Sen. Elissa Slotkin (D-MI) is pushing back hard after the Trump administration rolled back Environmental Protection Agency (EPA) drinking water standards for per- and polyfluoroalkyl substances, known as “forever chemicals,” reverting to pre-2024 thresholds that permit higher concentrations in public water supplies.

Slotkin Demands Action

Slotkin’s pushback came after the Trump administration last week announced it would drop some limits on the first-ever national drinking water standards finalized by the Biden EPA in April 2024, which had set Maximum Contaminant Level Goals for PFOA and PFOS at zero, citing no safe level of exposure. The Trump EPA argued the Biden rules failed to comply with the Safe Drinking Water Act.

In a May 19 statement, Slotkin warned, “PFAS, or forever chemicals, poison our water, our soil, and our bodies and they don’t go away.”

In her weekly intel briefing last Friday, Slotkin added, “This is a setback, but we can’t stop fighting for the federal government to restore a scientific standard for drinking water.”

A 2023 U.S. Geological Survey study found PFAS present in nearly half of U.S. tap water samples nationwide.
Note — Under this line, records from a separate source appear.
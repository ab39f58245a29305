use thiserror::Error;

use crate::modification::PlacementError;

/// Result type for fallible operations of this crate.
pub type Result<T> = std::result::Result<T, Error>;

/// A rejected operation.
///
/// Every variant describes invalid input; the state the operation would have mutated is left
/// untouched.
#[derive(Debug, Clone, PartialEq, Error)]
pub enum Error {
    /// A drag gesture was started while another one is still in progress.
    #[error("a shape is already being drawn")]
    AlreadyDrawing,

    /// The configuration holds values the engine cannot work with.
    #[error("invalid configuration: {0}")]
    InvalidConfig(String),

    /// A modification cannot be placed on the edge.
    #[error(transparent)]
    Placement(#[from] PlacementError),

    /// A modification does not fit the edge it is placed on.
    #[error("invalid modification: {0}")]
    InvalidModification(String),
}
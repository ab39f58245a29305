use crate::{Distance, Orientation, Point};

/// The straight line between two endpoints.
#[derive(Debug, Clone, Copy, PartialEq)]
pub struct Segment<'a> {
    /// The first point in the segment.
    pub from: &'a Point,
    /// The last point in the segment.
    pub to: &'a Point,
}

impl<'a> From<(&'a Point, &'a Point)> for Segment<'a> {
    fn from((from, to): (&'a Point, &'a Point)) -> Self {
        Self { from, to }
    }
}

impl Segment<'_> {
    /// Returns the distance between the two endpoints of the segment.
    pub fn length(&self) -> f64 {
        self.from.distance(self.to)
    }

    /// Returns the local frame of the segment for a boundary with the given orientation.
    pub fn frame(&self, orientation: Orientation) -> Frame {
        let tangent = (*self.to - *self.from).normalized();
        let normal = match orientation {
            Orientation::Clockwise => tangent.perpendicular(),
            Orientation::CounterClockwise => -tangent.perpendicular(),
        };

        Frame {
            origin: *self.from,
            tangent,
            normal,
            length: self.length(),
        }
    }
}

/// A one-dimensional axis laid over a [`Segment`], with an outward normal.
#[derive(Debug, Clone, Copy, PartialEq)]
pub struct Frame {
    /// The first endpoint of the segment.
    pub origin: Point,
    /// The unit vector from the first endpoint towards the last one.
    pub tangent: Point,
    /// The unit vector pointing out of the boundary the segment belongs to.
    pub normal: Point,
    /// The length of the segment.
    pub length: f64,
}

impl Frame {
    /// Returns the canvas point at `along` units from the origin and `out` units away from the
    /// boundary.
    pub fn point(&self, along: f64, out: f64) -> Point {
        self.origin + self.tangent * along + self.normal * out
    }
}
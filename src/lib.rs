//! Geometry engine for freehand-drawn orthogonal slabs.
//!
//! An [`OrthogonalPathBuilder`] turns pointer motion into a closed, axis-aligned ribbon
//! polygon. Edges of the resulting [`Shape`] can then be decorated with
//! [`EdgeModification`]s and its corners with [`CornerModification`]s, which are resolved into
//! concrete boundary points on demand.

#[macro_use]
mod point;

mod builder;
mod caps;
mod config;
mod determinant;
mod error;
mod outline;
mod segment;
mod shape;
mod tolerance;
mod viewport;

pub mod corner;
pub mod modification;

pub use self::builder::{Direction, OrthogonalPathBuilder, PreviewShape};
pub use self::caps::{CapEdges, resolve_start_end_edges};
pub use self::config::{Config, DEFAULT_HALF_WIDTH, PIXELS_PER_INCH};
pub use self::corner::{CornerModification, CornerOffsets};
pub use self::error::{Error, Result};
pub use self::modification::{
    EdgeModification, ModificationKind, Placement, PlacementError, generate_edge_points,
};
pub use self::outline::{Outline, edge_display_length};
pub use self::point::Point;
pub use self::segment::{Frame, Segment};
pub use self::shape::Shape;
pub use self::tolerance::{IsClose, Tolerance};
pub use self::viewport::Viewport;

/// The direction a closed boundary winds in, as seen with the y axis pointing up.
///
/// Ribbons drawn by the [`OrthogonalPathBuilder`] are always [`Orientation::Clockwise`].
#[derive(Debug, Default, Clone, Copy, PartialEq, Eq)]
#[cfg_attr(feature = "serde", derive(serde::Serialize, serde::Deserialize))]
pub enum Orientation {
    #[default]
    Clockwise,
    CounterClockwise,
}

/// A geometry whose orientation is defined by the right-hand rule.
pub trait RightHanded {
    /// Returns true if, and only if, this geometry is oriented clockwise.
    fn is_clockwise(&self) -> bool;
}

/// A type whose distance to other instances of itself is defined.
pub trait Distance {
    /// The distance type.
    type Distance;

    /// Returns the distance between self and rhs.
    fn distance(&self, rhs: &Self) -> Self::Distance;
}
use tracing::warn;

/// The indices of the points bounding the two cap edges of a drawn ribbon.
///
/// A ribbon drawn by the [`OrthogonalPathBuilder`](crate::OrthogonalPathBuilder) with `n`
/// direction changes has `4 + 2n` points: the two points of its start cap, the `n` outer
/// corners, the two points of its end cap and the `n` inner corners.
#[derive(Debug, Default, Clone, Copy, PartialEq, Eq)]
#[cfg_attr(feature = "serde", derive(serde::Serialize, serde::Deserialize))]
pub struct CapEdges {
    /// The endpoints of the edge closing the ribbon where the drag started.
    pub start: [usize; 2],
    /// The endpoints of the edge closing the ribbon where the drag ended.
    pub end: [usize; 2],
    /// Whether the indices follow from the layout of a drawn ribbon, or are a guess about a
    /// polygon with some other layout.
    pub exact: bool,
}

/// Returns the cap edges of a ribbon made of the given amount of points.
///
/// Polygons whose amount of points cannot come from a drawn ribbon get their end cap at the
/// middle of the boundary. Returns [`None`] if there are not enough points to make any edge.
pub fn resolve_start_end_edges(len: usize) -> Option<CapEdges> {
    if len < 2 {
        return None;
    }

    if len >= 4 && len % 2 == 0 {
        let corners = (len - 4) / 2;
        return Some(CapEdges {
            start: [0, 1],
            end: [corners + 2, corners + 3],
            exact: true,
        });
    }

    let middle = len / 2;
    warn!(len, "cap edges guessed from a polygon that is not a drawn ribbon");

    Some(CapEdges {
        start: [0, 1],
        end: [middle, (middle + 1) % len],
        exact: false,
    })
}
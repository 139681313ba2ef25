use epgen_entrypoints::{
	ApiVersion, BuildConfig, ConditionSet, EntrypointTables, ExtensionKind, ExtensionSet, GenError, HandleKind, blob,
};
use epgen_registry_spec::{
	ApiVersionSpec, CommandSpec, ExtensionSpec, ExtensionType, FeatureSpec, ParamSpec, ProfileExtensionSpec,
	ProfileSpec, RegistrySpec,
};
use pretty_assertions::assert_eq;
use proptest::prelude::*;

fn cmd(name: &str, first: &str) -> CommandSpec {
	CommandSpec::new(name, "void", vec![ParamSpec::new(first, "handle")])
}

fn registry() -> RegistrySpec {
	RegistrySpec {
		commands: vec![
			cmd("vkCreateInstance", "const VkInstanceCreateInfo*"),
			cmd("vkGetDeviceProcAddr", "VkDevice"),
			cmd("vkFoo", "VkDevice"),
			cmd("vkCmdBar", "VkCommandBuffer"),
			CommandSpec::alias("vkFooKHR", "vkFoo"),
			cmd("vkCreateWaylandSurfaceKHR", "VkInstance"),
		],
		features: vec![
			FeatureSpec::new("1.0", &["vkCreateInstance", "vkGetDeviceProcAddr"]),
			FeatureSpec::new("1.1", &["vkFoo"]),
		],
		extensions: vec![
			ExtensionSpec::new("VK_KHR_wayland_surface", ExtensionType::Instance, &["vkCreateWaylandSurfaceKHR"])
				.with_platform("wayland"),
			ExtensionSpec::new("VK_TEST_ext", ExtensionType::Device, &["vkCmdBar"]),
			ExtensionSpec::new("VK_KHR_foo", ExtensionType::Device, &["vkFooKHR"]),
		],
	}
}

fn profile() -> ProfileSpec {
	ProfileSpec {
		name_prefix: "tst".into(),
		layers: vec!["tst".into(), "tst_trace".into()],
		api_patch_version: Some(7),
		api_versions: vec![ApiVersionSpec::new("1.0", true), ApiVersionSpec::new("1.1", "C")],
		extensions: vec![
			ProfileExtensionSpec::new("VK_KHR_wayland_surface", 6, "WAYLAND"),
			ProfileExtensionSpec::new("VK_TEST_ext", 1, true),
			ProfileExtensionSpec::new("VK_KHR_foo", 1, true),
		],
		extra_entrypoints: vec![cmd("vkCreateDmaBufImageINTEL", "VkDevice")],
	}
}

fn tables() -> EntrypointTables {
	EntrypointTables::generate(&registry(), &profile()).unwrap()
}

fn v(s: &str) -> ApiVersion {
	s.parse().unwrap()
}

fn conditions(atoms: &[&str]) -> ConditionSet {
	atoms.iter().copied().collect()
}

fn no_instance_exts(t: &EntrypointTables) -> ExtensionSet {
	ExtensionSet::empty(ExtensionKind::Instance, t.extensions().len(ExtensionKind::Instance))
}

#[test]
fn ids_follow_registry_order() {
	let t = tables();
	let names: Vec<_> = t.entries().iter().map(|e| e.name.as_str()).collect();
	assert_eq!(
		names,
		[
			"vkCreateInstance",
			"vkGetDeviceProcAddr",
			"vkFoo",
			"vkCmdBar",
			"vkCreateWaylandSurfaceKHR",
			"vkCreateDmaBufImageINTEL"
		]
	);
	assert_eq!(t.max_api_version(), v("1.1.7"));
	assert_eq!(t.lookup("vkNotAThing"), None);
}

#[test]
fn core_version_gated_by_condition() {
	let t = tables();
	let foo = t.lookup("vkFoo").unwrap();
	let inst = no_instance_exts(&t);
	let dev = t.extensions().supported(ExtensionKind::Device, &ConditionSet::new());

	assert!(!t.is_enabled(foo, v("1.0.7"), &inst, Some(&dev)));

	let with_c = t.api_versions().negotiate(v("1.1.0"), &conditions(&["C"]));
	assert_eq!(with_c, v("1.1.0"));
	assert!(t.is_enabled(foo, with_c, &inst, Some(&dev)));

	// Without C, 1.1 is never available, whatever the application asks for.
	let without_c = t.api_versions().negotiate(v("1.1.0"), &ConditionSet::new());
	assert_eq!(without_c, v("1.0.7"));
	assert!(!t.is_enabled(foo, without_c, &inst, Some(&dev)));
}

#[test]
fn device_extension_entry_point_in_capability_mode() {
	let t = tables();
	let bar = t.lookup("vkCmdBar").unwrap();
	let inst = no_instance_exts(&t);
	let core = v("1.0.0");

	assert!(t.is_enabled(bar, core, &inst, None));

	let lacking = ExtensionSet::empty(ExtensionKind::Device, t.extensions().len(ExtensionKind::Device));
	assert!(!t.is_enabled(bar, core, &inst, Some(&lacking)));

	let with_ext = t
		.extensions()
		.set_from_names(ExtensionKind::Device, ["VK_TEST_ext"])
		.unwrap();
	assert!(t.is_enabled(bar, core, &inst, Some(&with_ext)));
}

#[test]
fn instance_entry_points_need_no_device_context() {
	let t = tables();
	let create = t.lookup("vkCreateInstance").unwrap();
	let inst = no_instance_exts(&t);
	let dev = ExtensionSet::empty(ExtensionKind::Device, t.extensions().len(ExtensionKind::Device));
	assert!(t.is_enabled(create, v("1.0.0"), &inst, None));
	assert!(!t.is_enabled(create, v("1.0.0"), &inst, Some(&dev)));

	let surface = t.lookup("vkCreateWaylandSurfaceKHR").unwrap();
	assert!(!t.is_enabled(surface, v("1.0.0"), &inst, None));
	let wayland = t.extensions().supported(ExtensionKind::Instance, &conditions(&["WAYLAND"]));
	assert!(t.is_enabled(surface, v("1.0.0"), &wayland, None));
}

#[test]
fn alias_shares_slot_and_classification() {
	let t = tables();
	let foo = t.lookup("vkFoo").unwrap();
	assert_eq!(t.lookup("vkFooKHR"), Some(foo));
	let entry = t.entry(foo).unwrap();
	assert_eq!(entry.aliases, ["vkFooKHR"]);
	assert!(entry.is_device_entrypoint());
	assert_eq!(t.trampoline_routes().route(foo), Some(HandleKind::Device));
}

#[test]
fn lookup_checked_hides_disabled_entries() {
	let t = tables();
	let inst = no_instance_exts(&t);
	let dev = ExtensionSet::empty(ExtensionKind::Device, t.extensions().len(ExtensionKind::Device));
	assert_eq!(t.lookup_checked("vkFoo", v("1.0.0"), &inst, Some(&dev)), None);
	assert_eq!(
		t.lookup_checked("vkFoo", v("1.1.0"), &inst, Some(&dev)),
		t.lookup("vkFoo")
	);
	assert!(
		t.lookup_checked("vkCreateDmaBufImageINTEL", ApiVersion::NONE, &inst, Some(&dev))
			.is_some()
	);
}

#[test]
fn one_table_per_layer_plus_trampolines() {
	let t = tables();
	let names: Vec<_> = t.layers().iter().map(|l| l.name()).collect();
	assert_eq!(names, ["tst_dispatch_table", "tst_trace_dispatch_table"]);
	assert!(t.layers().iter().all(|l| l.len() == t.len()));
	assert_eq!(t.trampolines().len(), t.len());

	let trace = t.layer("tst_trace").unwrap();
	let foo = t.lookup("vkFooKHR").unwrap();
	assert_eq!(trace.get(foo).unwrap().as_ref().unwrap().symbol, "tst_trace_Foo");

	let surface = t.lookup("vkCreateWaylandSurfaceKHR").unwrap();
	let plain = t.layer("tst").unwrap().resolve(&BuildConfig::new());
	assert_eq!(plain.get(surface), Some(&None));
	let wayland = t
		.layer("tst")
		.unwrap()
		.resolve(&["VK_USE_PLATFORM_WAYLAND_KHR"].into_iter().collect());
	assert_eq!(wayland.get(surface), Some(&Some("tst_CreateWaylandSurfaceKHR".to_string())));
	assert_eq!(t.trampolines().get(surface), Some(&None));
}

#[test]
fn blob_round_trips() {
	let t = tables();
	let bytes = blob::encode(&t).unwrap();
	assert_eq!(&bytes[..8], blob::MAGIC);
	assert_eq!(blob::decode(&bytes).unwrap(), t);
}

#[test]
fn blob_header_is_checked() {
	let mut bytes = blob::encode(&tables()).unwrap();
	assert!(matches!(blob::decode(&bytes[..5]), Err(blob::BlobError::Truncated(5))));

	bytes[8] = bytes[8].wrapping_add(1);
	assert!(matches!(blob::decode(&bytes), Err(blob::BlobError::SchemaMismatch { .. })));

	bytes[0] = b'X';
	assert!(matches!(blob::decode(&bytes), Err(blob::BlobError::BadMagic)));
}

#[test]
fn inconsistent_inputs_abort_generation() {
	let mut reg = registry();
	reg.commands.push(cmd("vkFoo", "VkDevice"));
	assert_eq!(
		EntrypointTables::generate(&reg, &profile()),
		Err(GenError::DuplicateEntryPoint("vkFoo".into()))
	);

	let mut reg = registry();
	reg.extensions[1].commands.push("vkFoo".into());
	assert_eq!(
		EntrypointTables::generate(&reg, &profile()),
		Err(GenError::CoreAndExtension("vkFoo".into()))
	);

	let mut prof = profile();
	prof.api_versions.push(ApiVersionSpec::new("1.1", true));
	assert!(matches!(
		EntrypointTables::generate(&registry(), &prof),
		Err(GenError::VersionNotIncreasing { .. })
	));

	let mut prof = profile();
	prof.extensions.push(ProfileExtensionSpec::new("VK_KHR_unheard_of", 1, true));
	assert!(matches!(
		EntrypointTables::generate(&registry(), &prof),
		Err(GenError::UnknownExtensionKind(_))
	));
}

#[test]
fn every_reachable_entry_has_one_source() {
	let t = tables();
	for entry in t.entries() {
		let en = &entry.enablement;
		assert!(!(en.core_version.is_some() && !en.extensions.is_empty()), "{}", entry.name);
	}
}

proptest! {
	#[test]
	fn core_enablement_is_monotonic(major in 0u16..3, minor in 0u16..4, patch in 0u16..100) {
		let t = tables();
		let foo = t.lookup("vkFoo").unwrap();
		let inst = no_instance_exts(&t);
		let dev = ExtensionSet::empty(ExtensionKind::Device, t.extensions().len(ExtensionKind::Device));
		let negotiated = ApiVersion::new(major, minor).with_patch(patch);
		let expected = (major, minor) >= (1, 1);
		prop_assert_eq!(t.is_enabled(foo, negotiated, &inst, Some(&dev)), expected);
	}
}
Research links prolonged PFAS exposure to kidney cancer, thyroid disease, dyslipidemia and impaired fetal development, with the International Agency for Research on Cancer classifying PFOA as carcinogenic.

Oscoda Residents Wait Another Five Years

Speaking during a May 21 hearing of the Senate Armed Services Committee, Slotkin raised the plight of residents in Oscoda living near the former Air Force base.

Some have registered among the world’s highest PFAS blood levels and have waited more than 20 years for cleanup efforts largely linked to firefighting foam used at military bases. The Air Force earlier announced another five-year delay.

Pressing Air Force Secretary Troy Meink directly, Slotkin warned that the EPA rollback, compounding the Air Force’s five-year delay, was undoing years of progress. “Two steps forward, we are now taking 10 steps back,” she said.